Doctors debate moving heart-shocking defibrillators home

? You can be walking around normally when your heart suddenly stops beating. It takes a mere five seconds to lose consciousness. In 20 seconds, your brain shows it’s losing oxygen your eyes roll back and your arms and legs twitch. In 10 minutes, you’ll be dead.

This is sudden cardiac arrest, and there’s only one save: a defibrillator, a device that shocks the heart into beating again. Every minute spent waiting for one lowers the chance of survival by 10 percent.

Portable defibrillators in airplanes, shopping malls and casinos have saved lives. Now some doctors, survivors and defibrillator makers say it’s time for the easy-to-use machines to move into many homes, alongside such common safety devices as smoke alarms and fire extinguishers.

Other doctors argue that putting defibrillators in so many untrained hands could be risky. They envision a distraught spouse spending precious minutes hunting for the defibrillator instead of dialing 911 only to discover the machine’s battery is dead.

Dr. Arthur Kellerman of Emory University worries that owning a defibrillator might cause people to ignore less glamorous but proven heart protection: “Why give up my cheeseburgers? I’ve got old sparky under the couch.”

The American Heart Assn. says there’s no scientific evidence to tell whether at-home defibrillators are helpful or not the topic hasn’t been studied.

Yet already dozens of people who can afford the $3,500 price tag have gotten doctors to write them prescriptions for the devices.

“I have one in my home and my car, as a personal safety thing,” says Dr. Gust Bardy of the University of Washington. Hoping to widen the market, manufacturer Philips Medical Systems plans to seek Food and Drug Administration approval this spring of a defibrillator specifically designed for at-home use. The device, slightly smaller than those available now, would sell for about $2,300.

Manufacturers are even asking what the FDA would require to sell defibrillators in drugstores without a doctor’s prescription.

Every year, about 220,000 Americans collapse and die of cardiac arrest. This is not a heart attack, it’s worse: Without warning, the electrical signals that pump the heart go haywire and heartbeat stops. CPR buys crucial time by getting oxygen to the victim’s brain while help is summoned. But only a defibrillator can restart the heart.

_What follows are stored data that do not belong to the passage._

//! # quadration
//!
//! Application layer over `quadration-core`: configuration, request and
//! response types, and the CLI command implementations used by the
//! `quadration` binary.

pub mod cli;
pub mod config;
pub mod types;
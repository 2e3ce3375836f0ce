use figment::{
    providers::{Env, Format, Toml},
    Figment,
};
use std::path::Path;

use super::{types::Config, ConfigError};

/// Load configuration from file with environment variable overrides
///
/// `RELAY3D_STORAGE__GCS__BUCKET=foo` overrides `storage.gcs.bucket`.
pub fn load_config(path: &Path) -> Result<Config, ConfigError> {
    if !path.exists() {
        return Err(ConfigError::FileNotFound(path.display().to_string()));
    }

    let config: Config = Figment::new()
        .merge(Toml::file(path))
        .merge(Env::prefixed("RELAY3D_").split("__"))
        .extract()
        .map_err(|e| ConfigError::ParseError(e.to_string()))?;

    Ok(config)
}

/// Load configuration from TOML string (useful for testing)
pub fn load_config_from_str(toml_str: &str) -> Result<Config, ConfigError> {
    toml::from_str(toml_str).map_err(|e| ConfigError::ParseError(e.to_string()))
}

#[cfg(test)]
mod tests {
    use super::*;
    use std::io::Write;
    use tempfile::NamedTempFile;

    #[test]
    fn test_load_config_from_str_valid() {
        let toml = r#"
[inference]
url = "http://localhost:7860"

[server]
port = 9000
"#;
        let config = load_config_from_str(toml).unwrap();
        assert_eq!(config.server.port, 9000);
    }

    #[test]
    fn test_load_config_from_str_missing_inference() {
        let toml = r#"
[server]
port = 8080
"#;
        let result = load_config_from_str(toml);
        assert!(result.is_err());
        let err = result.unwrap_err();
        assert!(matches!(err, ConfigError::ParseError(_)));
    }

    #[test]
    fn test_load_config_file_not_found() {
        let result = load_config(Path::new("/nonexistent/config.toml"));
        assert!(result.is_err());
        let err = result.unwrap_err();
        assert!(matches!(err, ConfigError::FileNotFound(_)));
    }

    #[test]
    fn test_load_config_from_file() {
        let mut temp_file = NamedTempFile::new().unwrap();
        writeln!(
            temp_file,
            r#"
[inference]
url = "http://localhost:7860"
session_settle_ms = 0

[server]
host = "127.0.0.1"
port = 3000

[pipeline]
detach_mesh_extraction = false
"#
        )
        .unwrap();

        let config = load_config(temp_file.path()).unwrap();
        assert_eq!(config.server.port, 3000);
        assert_eq!(config.server.host.to_string(), "127.0.0.1");
        assert_eq!(config.inference.session_settle_ms, 0);
        assert!(!config.pipeline.detach_mesh_extraction);
    }
}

It requires no special medical expertise, and step-by-step instructions are provided. The machine isn’t supposed to shock if it detects a heartbeat.

Paramedics have long carried defibrillators. Backed by studies, such as one that found defibrillators on board American Airlines saved six of 15 cardiac-arrest victims, they’re increasingly found in police cars, office buildings, airports, casinos and shopping malls.

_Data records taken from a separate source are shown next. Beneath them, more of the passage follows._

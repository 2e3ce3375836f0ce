//! Prometheus metrics for core components.
//!
//! This module provides metrics for:
//! - Pipeline runs and per-stage latency
//! - Artifact uploads to blob storage
//! - Temporary file cleanup

use once_cell::sync::Lazy;
use prometheus::{HistogramOpts, HistogramVec, IntCounter, IntCounterVec, Opts};

// =============================================================================
// Pipeline Metrics
// =============================================================================

/// Pipeline runs by terminal outcome.
pub static PIPELINE_RUNS: Lazy<IntCounterVec> = Lazy::new(|| {
    IntCounterVec::new(
        Opts::new("relay3d_pipeline_runs_total", "Total pipeline runs"),
        &["outcome"], // "rejected", "failed", "video_ready"
    )
    .unwrap()
});

/// Stage duration in seconds.
pub static STAGE_DURATION: Lazy<HistogramVec> = Lazy::new(|| {
    HistogramVec::new(
        HistogramOpts::new(
            "relay3d_stage_duration_seconds",
            "Duration of each pipeline stage",
        )
        .buckets(vec![
            0.1, 0.5, 1.0, 2.5, 5.0, 10.0, 30.0, 60.0, 120.0, 300.0, 600.0,
        ]),
        &["stage", "result"],
    )
    .unwrap()
});

/// Mesh extraction outcomes (best-effort continuation).
pub static MESH_EXTRACTIONS: Lazy<IntCounterVec> = Lazy::new(|| {
    IntCounterVec::new(
        Opts::new(
            "relay3d_mesh_extractions_total",
            "Mesh extraction continuations by result",
        ),
        &["result"], // "ready", "failed"
    )
    .unwrap()
});

// =============================================================================
// Storage Metrics
// =============================================================================

/// Artifact uploads by artifact kind (`image`, `video`, `mesh`) and result.
pub static UPLOADS_TOTAL: Lazy<IntCounterVec> = Lazy::new(|| {
    IntCounterVec::new(
        Opts::new("relay3d_uploads_total", "Artifact uploads to blob storage"),
        &["artifact", "result"],
    )
    .unwrap()
});

// =============================================================================
// Cleanup Metrics
// =============================================================================

/// Temporary files that could not be removed.
pub static TEMP_CLEANUP_FAILURES: Lazy<IntCounter> = Lazy::new(|| {
    IntCounter::new(
        "relay3d_temp_cleanup_failures_total",
        "Temporary files that could not be deleted",
    )
    .unwrap()
});

/// All core metrics, for registration in the server's registry.
pub fn all_metrics() -> Vec<Box<dyn prometheus::core::Collector>> {
    vec![
        // Pipeline
        Box::new(PIPELINE_RUNS.clone()),
        Box::new(STAGE_DURATION.clone()),
        Box::new(MESH_EXTRACTIONS.clone()),
        // Storage
        Box::new(UPLOADS_TOTAL.clone()),
        // Cleanup
        Box::new(TEMP_CLEANUP_FAILURES.clone()),
    ]
}

#[cfg(test)]
mod tests {
    use super::*;

    #[test]
    fn test_all_metrics_register_cleanly() {
        let registry = prometheus::Registry::new();
        for metric in all_metrics() {
            registry.register(metric).unwrap();
        }

        UPLOADS_TOTAL
            .with_label_values(&["video", "success"])
            .inc();
        let families = registry.gather();
        assert!(families
            .iter()
            .any(|f| f.get_name() == "relay3d_uploads_total"));
    }
}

The home is the next frontier. Proponents say that’s where most cardiac arrests happen.

Studies of laymen’s use of defibrillators in public buildings are mixed on whether they increase survival rates significantly more than performing CPR until paramedics arrive.

The National Institutes of Health has begun a major study in 1,000 apartment buildings, health clubs, skyscrapers and other buildings. It doesn’t address at-home use specifically study participants are unlikely to be treated by a loved one but it should shed some light on ways to ensure defibrillators are used effectively.